A good portion of what I am about to write here is not news.

It is not news that Robin Thicke’s latest attempt to win back the affections of estranged wife Paula Patton are a misstep at best, and, at worst, downright manipulative and borderline emotional abuse. The video for his newest single “Get Her Back,” is showing Thicke at his most vulnerable yet, bloody and teary eyed, pleading for his ladylove’s affections as text messages (presumably influenced by—if not directly taken from—the conflict between Thicke and Patton) flash across the screen.

It is also not news that the general public’s reaction has been swift and strong. From Aisha Tyler’s diagnosis of the video as “too pathetic to be fake” on a recent episode of TheTalk, to an article in New York magazine about how both Robin Thicke and Adam Levine, with their respective apology campaigns, are the model for bad exes. It seems not many people are in support of the “Blurred Lines” singer’s latest display of remorse. And while at the end of the day, what happens between Robin and Paula will stay between them, based on what information has been made available to the public due to Robin’s actions, some of Robin’s latest attempts are enough to rub anyone the wrong way.

Firstly of course, there is the pity seeking that can clearly be observed in his video. The pleading eyes, coupled with the tears and the blood streaks, intermingled with the apologetic begging texts all scream, “I’m sorry and you should see that and have sympathy for me.” Throughout the entire ordeal, it was made apparent that Robin was in the wrong, and that it was his actions that caused his separation from Paula Patton. In any situation of conflict its perfectly okay if not preferable for the person in the wrong to–well–admit that they were wrong. But when you’re using your apologies as a centerpiece for performance, the focus shifts away from the intended recipient of your apologies and onto you. In short, Robin Thicke seems to be making his marital problems, and his attempts to make amends for them, about showcasing him in all of his helpless glory, as opposed to making them about his wife and apologizing for having wronged her.

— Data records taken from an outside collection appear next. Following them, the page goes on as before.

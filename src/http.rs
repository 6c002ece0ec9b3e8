//! HTTP fetching with mandatory / best-effort semantics.
//!
//! A [`Fetcher`] issues plain GET requests. Only a `200 OK` response is parsed
//! into a [`Document`]. Every other outcome is logged, then:
//!
//! - a **mandatory** fetch fails with [`AppError::Fetch`], aborting the run;
//! - a **best-effort** fetch returns [`Document::Empty`], on which every
//!   lookup finds nothing.
//!
//! No retries, no custom timeouts; redirects follow the `reqwest` defaults.

use crate::error::{AppError, Result};
use reqwest::{Client, StatusCode};
use scraper::Html;
use tracing::{debug, error, instrument};

const USER_AGENT: &str = concat!(env!("CARGO_PKG_NAME"), "/", env!("CARGO_PKG_VERSION"));

/// A fetched page.
#[derive(Debug)]
pub enum Document {
    /// Page came back `200 OK` and was parsed.
    Parsed(Html),
    /// Best-effort fetch that failed.
    Empty,
}

impl Document {
    pub fn parse(body: &str) -> Self {
        Self::Parsed(Html::parse_document(body))
    }

    pub fn is_empty(&self) -> bool {
        matches!(self, Self::Empty)
    }

    pub fn html(&self) -> Option<&Html> {
        match self {
            Self::Parsed(html) => Some(html),
            Self::Empty => None,
        }
    }
}

#[derive(Debug, Clone)]
pub struct Fetcher {
    client: Client,
}

impl Fetcher {
    pub fn new() -> Result<Self> {
        let client = Client::builder()
            .user_agent(USER_AGENT)
            .build()
            .map_err(|e| AppError::config(format!("Failed to build HTTP client: {e}")))?;
        Ok(Self { client })
    }

    /// GET `url` and parse the body.
    ///
    /// # Errors
    ///
    /// [`AppError::Fetch`] when `mandatory` is set and the response is not
    /// `200 OK` or the request itself fails. Best-effort fetches never error.
    #[instrument(level = "debug", skip(self))]
    pub async fn fetch(&self, url: &str, mandatory: bool) -> Result<Document> {
        let reason = match self.client.get(url).send().await {
            Ok(resp) if resp.status() == StatusCode::OK => match resp.text().await {
                Ok(body) => {
                    debug!(bytes = body.len(), "Fetched page");
                    return Ok(Document::parse(&body));
                }
                Err(e) => format!("failed reading body: {e}"),
            },
            Ok(resp) => format!("status {}", resp.status().as_u16()),
            Err(e) => e.to_string(),
        };

        error!(%url, %reason, "Could not parse provided url");
        if mandatory {
            error!(%url, "Could not fetch mandatory page");
            return Err(AppError::fetch(url, reason));
        }
        Ok(Document::Empty)
    }
}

This segues into another problem with Thicke’s video, his many performances (all dedicated to Paula, of course) and the album Paula in general. This isn’t simply a mixtape that Robin Thicke gifted to his beloved as a private peace offering or a one-time performance as a supplement to other love gestures. This is a (if Thicke’s previous musical endeavors are any indication) soon-to-be multi-platinum selling record that will rake in fans, awards and money—lots and lots of money. Profiting off of your personal problems is not the way to go about showing that you want them gone. If anything, I’m inclined to think that the average bystander would believe Thicke was milking his problems for all that they are worth. In using his marital woes as material for his latest artistic venture, Robin Thicke is airing his dirty laundry for every fan, hater, and casual R&B listener to see thus subjecting the sordid details of their life to further commentary and possible ridicule. Meanwhile, Paula has remained mum while her business gets put further and further out there.

And what about Paula? Is she still the focal point of all of this, or has she merely become a pawn in her ex-husband’s latest career move? Does Robin Thicke really want to “get her back,” as the song suggests? Or is he just trying to sell records, while garnering public sympathy in the process?

Obviously, marriage and all of the issues that go with it are between the married couple. As such, the two main players of this ordeal, Robin Thicke and Paula Patton are under no obligation to answer to the public. But the fact remains, that these are the types of questions that are raised when laypersons are made privy to celebrity’s private life.

I want to believe that no matter what Robin Thicke did to damage his relationship with Paula, their 20+-year love can weather any storm; I (as are many others, I’m sure) want to believe that Robin Thicke is genuinely sorry for his transgressions and that his public displays are true acts of remorse. But Thicke’s exhibitionist approach to fixing his marriage has muddied the waters. His intentions are unclear and it makes it increasingly difficult to muster up sympathy for him. It is clear that Robin wants his woman’s forgiveness, and his efforts, while they may be misguided, are very, very apparent. Part of love is knowing how to say you’re sorry, and it seems that Mr. Thicke still has some learning to do.